The Arab-nationalist Hadba coalition won January's provincial council elections on a platform of taking power back from the Brotherly List, which had won the 2005 polls in part because of a widespread Sunni boycott of the voting.
Since that election, the new governor has vowed to rid Kurdish militias from the province and has described areas bordering the semi-autonomous Kurdish region as 'lawless' for the influence the militias have there.
'The Brotherly List took a third of the seats in the Nineveh provincial council, and the Hadba coalition took roughly 50 per cent of the seats,' Koran said.

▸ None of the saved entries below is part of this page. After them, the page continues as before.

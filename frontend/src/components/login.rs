use std::time::Duration;

use crate::auth::{login_redirect, use_auth};
use crate::components::layout::AuthLayout;
use crate::components::notification::{Toast, provide_notifier};
use crate::flow::notice::Notice;
use crate::flow::validation::{Field, validate_login};
use crate::flow::wizard::{Transition, WizardEvent, WizardStep};
use leptos::prelude::*;
use leptos::task::spawn_local;

mod fields;
mod form_state;
mod otp_step;
mod signup_steps;

use fields::{SubmitButton, TextField};
use form_state::{StepErrors, WizardHandle};
use otp_step::OtpStep;
use signup_steps::{AccountValidationStep, NameSearchStep, SignupDetailsStep, SignupSuccessStep};

/// 跳转前保持加载遮罩可见的时长
const LOGIN_OVERLAY_MS: u64 = 500;

#[component]
fn LoginEmailStep(wizard: WizardHandle) -> impl IntoView {
    let auth = use_auth();
    let email = RwSignal::new(String::new());
    let errors = StepErrors::new();

    let on_submit = move |ev: leptos::web_sys::SubmitEvent| {
        ev.prevent_default();
        let field_errors = validate_login(&email.get_untracked());
        if !field_errors.is_empty() {
            errors.replace(field_errors);
            return;
        }

        let hint = email.get_untracked().trim().to_string();
        let event = WizardEvent::LoginSubmitted { email: hint.clone() };
        if wizard.dispatch(event) != Some(Transition::Redirect) {
            return;
        }
        let Some(generation) = wizard.begin_submit() else {
            return;
        };

        set_timeout(
            move || {
                spawn_local(async move {
                    // 成功时页面已离开；返回说明跳转本身失败
                    if let Err(e) = login_redirect(&auth, Some(hint)).await {
                        wizard.notify(Notice::error(e.to_string()));
                    }
                    wizard.finish_submit(generation);
                });
            },
            Duration::from_millis(LOGIN_OVERLAY_MS),
        );
    };

    view! {
        <Show when=move || wizard.is_submitting()>
            <div class="fixed inset-0 z-50 flex items-center justify-center bg-base-100/70">
                <span class="loading loading-spinner loading-lg text-primary"></span>
            </div>
        </Show>

        <form on:submit=on_submit novalidate>
            <h2 class="text-lg font-medium mb-2">"Login"</h2>
            <TextField
                id="email"
                label="Email"
                field=Field::Email
                value=email
                errors=errors
                input_type="email"
                autocomplete="email"
            />
            <SubmitButton wizard=wizard label="Login" busy_label="Loading…" />

            <div class="text-center text-sm mt-4">
                <span>"Don't have an account? "</span>
                <button
                    type="button"
                    class="link link-primary font-semibold"
                    on:click=move |_| {
                        wizard.dispatch(WizardEvent::SignUpRequested);
                    }
                >
                    "Sign Up"
                </button>
            </div>
        </form>
    }
}

/// 登录 / 注册向导
///
/// 步骤切换时整个步骤组件重建，步骤内的输入随之丢弃。
#[component]
fn SignupFlow() -> impl IntoView {
    let wizard = WizardHandle::new();
    let step = Memo::new(move |_| wizard.step());

    move || match step.get() {
        WizardStep::LoginEmailEntry => view! { <LoginEmailStep wizard=wizard /> }.into_any(),
        WizardStep::AccountValidation => view! { <AccountValidationStep wizard=wizard /> }.into_any(),
        WizardStep::NameSearch => view! { <NameSearchStep wizard=wizard /> }.into_any(),
        WizardStep::SignupDetails => view! { <SignupDetailsStep wizard=wizard /> }.into_any(),
        WizardStep::OtpVerification => view! { <OtpStep wizard=wizard /> }.into_any(),
        WizardStep::SignupSuccess => view! { <SignupSuccessStep wizard=wizard /> }.into_any(),
    }
}

#[component]
pub fn LoginPage() -> impl IntoView {
    let notifier = provide_notifier();

    view! {
        <AuthLayout>
            <Toast notifier=notifier />
            <SignupFlow />
        </AuthLayout>
    }
}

Given those results, 'We had high hopes that there could be serious dialogue between the two coalitions in the formation of a government for the province,' he added.

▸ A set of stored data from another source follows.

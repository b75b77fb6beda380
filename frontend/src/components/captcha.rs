//! Cloudflare Turnstile 人机验证组件
//!
//! 脚本由 index.html 以 `render=explicit` 方式加载，这里只负责渲染与移除。

use leptos::html::Div;
use leptos::prelude::*;
use serde::Serialize;
use wasm_bindgen::prelude::*;

use crate::config::AppConfig;
use crate::flow::captcha::CaptchaState;
use crate::serde_helper::{self, JsErrorInfo};

#[wasm_bindgen]
extern "C" {
    #[wasm_bindgen(js_namespace = turnstile, js_name = render, catch)]
    fn turnstile_render(container: &web_sys::HtmlElement, options: &JsValue) -> Result<JsValue, JsValue>;

    #[wasm_bindgen(js_namespace = turnstile, js_name = remove, catch)]
    fn turnstile_remove(widget_id: &str) -> Result<(), JsValue>;
}

#[derive(Serialize)]
struct TurnstileOptions<'a> {
    sitekey: &'a str,
    theme: &'a str,
}

fn render_widget(
    container: &web_sys::HtmlElement,
    site_key: &str,
    captcha: RwSignal<CaptchaState>,
) -> Result<String, serde_helper::Error> {
    let options = serde_helper::to_value(&TurnstileOptions {
        sitekey: site_key,
        theme: "light",
    })?;

    let on_success = Closure::<dyn Fn(String)>::new(move |token: String| {
        captcha.try_update(|c| c.on_success(token));
    });
    let on_invalidated = Closure::<dyn Fn()>::new(move || {
        captcha.try_update(|c| c.on_invalidated());
    });
    let on_invalidated = on_invalidated.into_js_value();
    serde_helper::set_property(&options, "callback", &on_success.into_js_value())?;
    serde_helper::set_property(&options, "error-callback", &on_invalidated)?;
    serde_helper::set_property(&options, "expired-callback", &on_invalidated)?;

    let widget_id = turnstile_render(container, &options).map_err(serde_helper::Error::JsSys)?;
    Ok(widget_id.as_string().unwrap_or_default())
}

fn remove_widget(widget_id: &str) {
    if let Err(e) = turnstile_remove(widget_id) {
        log::warn!("[Flow] 移除 Turnstile 组件失败: {}", JsErrorInfo::from_js(&e).message);
    }
}

/// "Verify you are human" 勾选框与验证组件
#[component]
pub fn HumanVerification(
    captcha: RwSignal<CaptchaState>,
    /// 字段错误（例如未完成验证就提交）
    #[prop(into)]
    error: Signal<Option<String>>,
) -> impl IntoView {
    let site_key = use_context::<AppConfig>()
        .map(|config| config.turnstile_site_key)
        .unwrap_or_default();

    let container = NodeRef::<Div>::new();
    let widget_id = StoredValue::new(None::<String>);

    let take_widget = move || widget_id.try_update_value(Option::take).flatten();

    Effect::new(move |_| {
        let shown = captcha.with(|c| c.shown);
        let Some(el) = container.get() else {
            return;
        };

        if !shown {
            if let Some(id) = take_widget() {
                remove_widget(&id);
            }
            return;
        }
        if widget_id.with_value(Option::is_some) {
            return;
        }
        match render_widget(&el, &site_key, captcha) {
            Ok(id) => widget_id.set_value(Some(id)),
            Err(e) => log::error!("[Flow] 渲染 Turnstile 组件失败: {}", e),
        }
    });

    on_cleanup(move || {
        if let Some(id) = take_widget() {
            remove_widget(&id);
        }
    });

    view! {
        <div class="form-control">
            <label class="label cursor-pointer justify-start gap-3">
                <input
                    type="checkbox"
                    class="checkbox checkbox-primary checkbox-sm"
                    prop:checked=move || captcha.with(|c| c.shown)
                    on:change=move |ev| {
                        let checked = event_target_checked(&ev);
                        captcha.update(|c| c.set_shown(checked));
                    }
                />
                <span class="label-text">"Verify you are human"</span>
            </label>
            <div node_ref=container class=move || if captcha.with(|c| c.shown) { "mt-2" } else { "hidden" }></div>
            {move || error.get().map(|msg| view! {
                <span class="text-error text-xs mt-1">{msg}</span>
            })}
        </div>
    }
}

Instead, Koran said, 'there are premeditated plots to expel the Kurdish parties ... The Hadba coalition has insisted on continuing to marginalise and exclude the hundreds of thousands of people who voted for the Brotherly List.'
Koran's comments came amid efforts by Kurdish- and Arab-Iraqi politicians to defuse escalating tensions between Baghdad and the Kurdish Regional Government in Arbil over land and oil in disputed territories claimed by both, including areas of Nineveh.
Iraqi Prime Minister Nuri al-Maliki was in Arbil last week to meet with Kurdish President Massoud Barzani for talks aimed at ending the impasse, which both had previously called the greatest threat facing Iraq today.
But the area, which is among the most ethnically and religiously diverse in the country, remains among the most dangerous.
On Friday, at least 27 people were killed to the north of Mosul when a man driving a truck detonated explosives outside a Shiite mosque north of Mosul.
The night before, two Christian Iraqi women were injured by bombs left by the side of the road near their houses.